Negare il diritto di voto ai cittadini fuori sede in occasione del referendum del 22 e 23 marzo rappresenta una scelta politica grave, discriminatoria e profondamente antidemocratica. È questo il messaggio al centro del presidio organizzato dalla Cgil questa mattina in Piazza Alfieri, ad Asti, sotto la Prefettura.
L'iniziativa ha visto la partecipazione di Luca Quagliotti, segretario della Cgil di Asti, e Mirko Oliaro, segretario della Cgil di Alessandria, che hanno denunciato l'esclusione dal voto di migliaia di persone — studenti, lavoratori, cittadini costretti a vivere lontano dal proprio comune di residenza — che, in assenza di strumenti adeguati, si vedono di fatto privati di un diritto costituzionale fondamentale.
"Chiederemo al prefetto di farsi interprete presso il governo per garantire il voto alle migliaia e migliaia di giovani che sono in giro per studiare, i cosiddetti fuorisede, ma anche ai lavoratori che purtroppo, per poter lavorare, sono dovuti andare via dall'Astigiana", ha spiegato Quagliotti. "È una questione di democrazia. Il voto a distanza per i fuorisede è già stato sperimentato alle scorse elezioni referendarie, ha avuto un ottimo risultato con una buona partecipazione. Crediamo che il diritto di voto debba essere garantito a tutti, soprattutto in un paese in cui ormai vota meno del 50% delle persone".
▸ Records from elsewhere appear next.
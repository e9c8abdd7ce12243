//! Tag assignment from per-tag rule lists.
//!
//! Each tag owns its own rule list. A `!` rule only removes its own tag, and
//! frontmatter tags are added on top of whatever the rules produce.

use serde::de::{MapAccess, Visitor};
use serde::ser::SerializeMap;
use serde::{Deserialize, Deserializer, Serialize, Serializer};
use std::fmt;

use crate::rule_list::RuleList;

/// Tag name to rule list, in declaration order.
#[derive(Debug, Clone, Default, PartialEq, Eq)]
pub struct TagRules {
    entries: Vec<(String, RuleList)>,
}

impl TagRules {
    pub fn new() -> Self {
        Self::default()
    }

    /// Add a tag's rules. Redeclaring a tag replaces its rules in place.
    pub fn insert(&mut self, tag: impl Into<String>, rules: RuleList) {
        let tag = tag.into();
        match self.entries.iter_mut().find(|(name, _)| *name == tag) {
            Some((_, existing)) => *existing = rules,
            None => self.entries.push((tag, rules)),
        }
    }

    pub fn get(&self, tag: &str) -> Option<&RuleList> {
        self.entries
            .iter()
            .find(|(name, _)| name == tag)
            .map(|(_, rules)| rules)
    }

    pub fn is_empty(&self) -> bool {
        self.entries.is_empty()
    }

    pub fn len(&self) -> usize {
        self.entries.len()
    }

    pub fn iter(&self) -> impl Iterator<Item = (&str, &RuleList)> {
        self.entries.iter().map(|(name, rules)| (name.as_str(), rules))
    }

    /// Tags whose rules include `candidate`, in declaration order.
    pub fn matching_tags<'a>(&'a self, candidate: &'a str) -> impl Iterator<Item = &'a str> + 'a {
        self.iter()
            .filter(move |(_, rules)| rules.evaluate(candidate, false))
            .map(|(name, _)| name)
    }
}

/// Compute the tags of `candidate`.
///
/// The result has no duplicates: rule-derived tags come first in declaration
/// order, followed by frontmatter tags that are not already present.
pub fn assign_tags<S: AsRef<str>>(
    tag_rules: &TagRules,
    candidate: &str,
    frontmatter_tags: &[S],
) -> Vec<String> {
    let mut tags: Vec<String> = tag_rules
        .matching_tags(candidate)
        .map(str::to_string)
        .collect();

    for tag in frontmatter_tags {
        let tag = tag.as_ref();
        if !tags.iter().any(|t| t == tag) {
            tags.push(tag.to_string());
        }
    }

    tags
}

impl<K: Into<String>> FromIterator<(K, RuleList)> for TagRules {
    fn from_iter<I: IntoIterator<Item = (K, RuleList)>>(iter: I) -> Self {
        let mut tag_rules = TagRules::new();
        for (tag, rules) in iter {
            tag_rules.insert(tag, rules);
        }
        tag_rules
    }
}

impl Serialize for TagRules {
    fn serialize<S: Serializer>(&self, serializer: S) -> Result<S::Ok, S::Error> {
        let mut map = serializer.serialize_map(Some(self.entries.len()))?;
        for (tag, rules) in &self.entries {
            map.serialize_entry(tag, rules)?;
        }
        map.end()
    }
}

struct TagRulesVisitor;

impl<'de> Visitor<'de> for TagRulesVisitor {
    type Value = TagRules;

    fn expecting(&self, f: &mut fmt::Formatter<'_>) -> fmt::Result {
        f.write_str("a map of tag names to rule lists")
    }

    fn visit_map<A: MapAccess<'de>>(self, mut access: A) -> Result<TagRules, A::Error> {
        let mut tag_rules = TagRules::new();
        while let Some((tag, rules)) = access.next_entry::<String, RuleList>()? {
            tag_rules.insert(tag, rules);
        }
        Ok(tag_rules)
    }
}

impl<'de> Deserialize<'de> for TagRules {
    fn deserialize<D: Deserializer<'de>>(deserializer: D) -> Result<Self, D::Error> {
        deserializer.deserialize_map(TagRulesVisitor)
    }
}

#[cfg(test)]
mod tests {
    use super::*;

    fn tag_rules(entries: Vec<(&str, Vec<&str>)>) -> TagRules {
        entries
            .into_iter()
            .map(|(tag, rules)| (tag, RuleList::new(rules)))
            .collect()
    }

    #[test]
    fn test_rule_tags_union_frontmatter_tags() {
        let rules = tag_rules(vec![("api", vec!["api/**"])]);
        let tags = assign_tags(&rules, "api/intro", &["custom"]);
        assert_eq!(tags, vec!["api", "custom"]);
    }

    #[test]
    fn test_no_match_keeps_frontmatter_only() {
        let rules = tag_rules(vec![("api", vec!["api/**"])]);
        let tags = assign_tags(&rules, "guides/intro", &["custom"]);
        assert_eq!(tags, vec!["custom"]);
    }

    #[test]
    fn test_negation_removes_only_own_tag() {
        let rules = tag_rules(vec![
            ("secret", vec!["**/*", "!public/**"]),
            ("docs", vec!["**/*"]),
        ]);
        let tags = assign_tags::<&str>(&rules, "public/readme", &[]);
        assert_eq!(tags, vec!["docs"]);

        let tags = assign_tags::<&str>(&rules, "internal/keys", &[]);
        assert_eq!(tags, vec!["secret", "docs"]);
    }

    #[test]
    fn test_frontmatter_tags_are_never_removed() {
        let rules = tag_rules(vec![("secret", vec!["**/*", "!public/**"])]);
        let tags = assign_tags(&rules, "public/readme", &["secret"]);
        assert_eq!(tags, vec!["secret"]);
    }

    #[test]
    fn test_result_has_no_duplicates() {
        let rules = tag_rules(vec![("api", vec!["api/**"]), ("ref", vec!["**/*"])]);
        let tags = assign_tags(&rules, "api/users", &["ref", "api", "extra", "extra"]);
        assert_eq!(tags, vec!["api", "ref", "extra"]);
    }

    #[test]
    fn test_declaration_order_is_kept() {
        let rules = tag_rules(vec![("zeta", vec!["**/*"]), ("alpha", vec!["**/*"])]);
        let tags = assign_tags::<&str>(&rules, "page", &[]);
        assert_eq!(tags, vec!["zeta", "alpha"]);
    }

    #[test]
    fn test_redeclared_tag_replaces_rules() {
        let mut rules = TagRules::new();
        rules.insert("api", RuleList::new(["api/**"]));
        rules.insert("api", RuleList::new(["reference/**"]));
        assert_eq!(rules.len(), 1);
        assert!(assign_tags::<&str>(&rules, "api/x", &[]).is_empty());
        assert_eq!(assign_tags::<&str>(&rules, "reference/x", &[]), vec!["api"]);
    }

    #[test]
    fn test_serde_keeps_order() {
        let json = r#"{"zeta":["**/*"],"alpha":["api/**"]}"#;
        let rules: TagRules = serde_json::from_str(json).unwrap();
        let names: Vec<&str> = rules.iter().map(|(name, _)| name).collect();
        assert_eq!(names, vec!["zeta", "alpha"]);
        assert_eq!(serde_json::to_string(&rules).unwrap(), json);
    }
}
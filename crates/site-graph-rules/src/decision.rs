//! Rule verdicts combined with per-page overrides.
//!
//! A page's frontmatter always has the final say: when it sets a value, the
//! rule list is not consulted.

use serde::Serialize;

use crate::rule_list::RuleList;

/// Pick the frontmatter override when present, otherwise the rule verdict.
pub fn resolve(rule_verdict: bool, frontmatter_override: Option<bool>) -> bool {
    frontmatter_override.unwrap_or(rule_verdict)
}

/// Where a decision came from.
#[derive(Debug, Clone, PartialEq, Eq, Serialize)]
#[serde(tag = "type", rename_all = "snake_case")]
pub enum DecisionSource {
    /// The page frontmatter set the value.
    Override,
    /// A rule matched.
    Rule { index: usize, pattern: String },
    /// Nothing matched and no override was set.
    Default,
    /// The candidate was rejected before any rule ran.
    Filtered { reason: String },
}

/// A verdict together with its provenance.
#[derive(Debug, Clone, PartialEq, Eq, Serialize)]
pub struct Decision {
    pub verdict: bool,
    pub source: DecisionSource,
}

impl Decision {
    /// Decide `candidate` against `rules`, letting `frontmatter_override` win.
    pub fn decide(
        rules: &RuleList,
        candidate: &str,
        default: bool,
        frontmatter_override: Option<bool>,
    ) -> Self {
        if let Some(verdict) = frontmatter_override {
            return Self {
                verdict,
                source: DecisionSource::Override,
            };
        }

        match rules.decisive_rule(candidate) {
            Some(m) => Self {
                verdict: m.verdict(),
                source: DecisionSource::Rule {
                    index: m.index,
                    pattern: m.pattern.as_str().to_string(),
                },
            },
            None => Self {
                verdict: default,
                source: DecisionSource::Default,
            },
        }
    }
}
Il segretario astigiano ha sottolineato come, pur in assenza del quorum, sia fondamentale che tutti i cittadini possano esprimersi su una riforma che tocca la Costituzione. "La Costituzione non è di destra o di sinistra, è l'atto democratico che regola le regole del nostro paese. Anzi, per essere precisi, la Costituzione non è sicuramente fascista", ha aggiunto.
Sul merito del referendum, la Cgil è entrata nel comitato per il "no" con motivazioni ben precise. "Questa è una riforma che non serve a migliorare i temi della giustizia", ha dichiarato Quagliotti. "Oggi c'è un solo Csm, domani ce ne saranno due: uno per i magistrati giudicanti e uno per gli inquirenti, più un'altra corte che giudicherà ancora. Una moltiplicazione di costi che non renderà assolutamente efficiente la giustizia. In più, se si voleva diminuire il ruolo dei pubblici ministeri all'interno del Csm, in realtà si fa l'esatto opposto: due terzi di chi siederà nel consiglio superiore della magistratura saranno Pm, quindi si dà loro ulteriormente più peso".
Mirko Oliaro, segretario della Cgil di Alessandria, presente ad Asti in supporto alla sezione locale, ha ribadito la richiesta al prefetto: "Chiediamo semplicemente di farsi portavoce di un disagio che abbiamo riscontrato da parte dei giovani in particolare, ma di tutti i fuorisede, rispetto a questa decisione per noi assurda di impedire loro un esercizio democratico quale il voto a due referendum che andranno a normare un pezzo importante dell'autonomia della magistratura. È assolutamente necessario estendere la democrazia garantendo la partecipazione al voto a tutti i fuorisede, cosa che invece questo governo non ha fatto".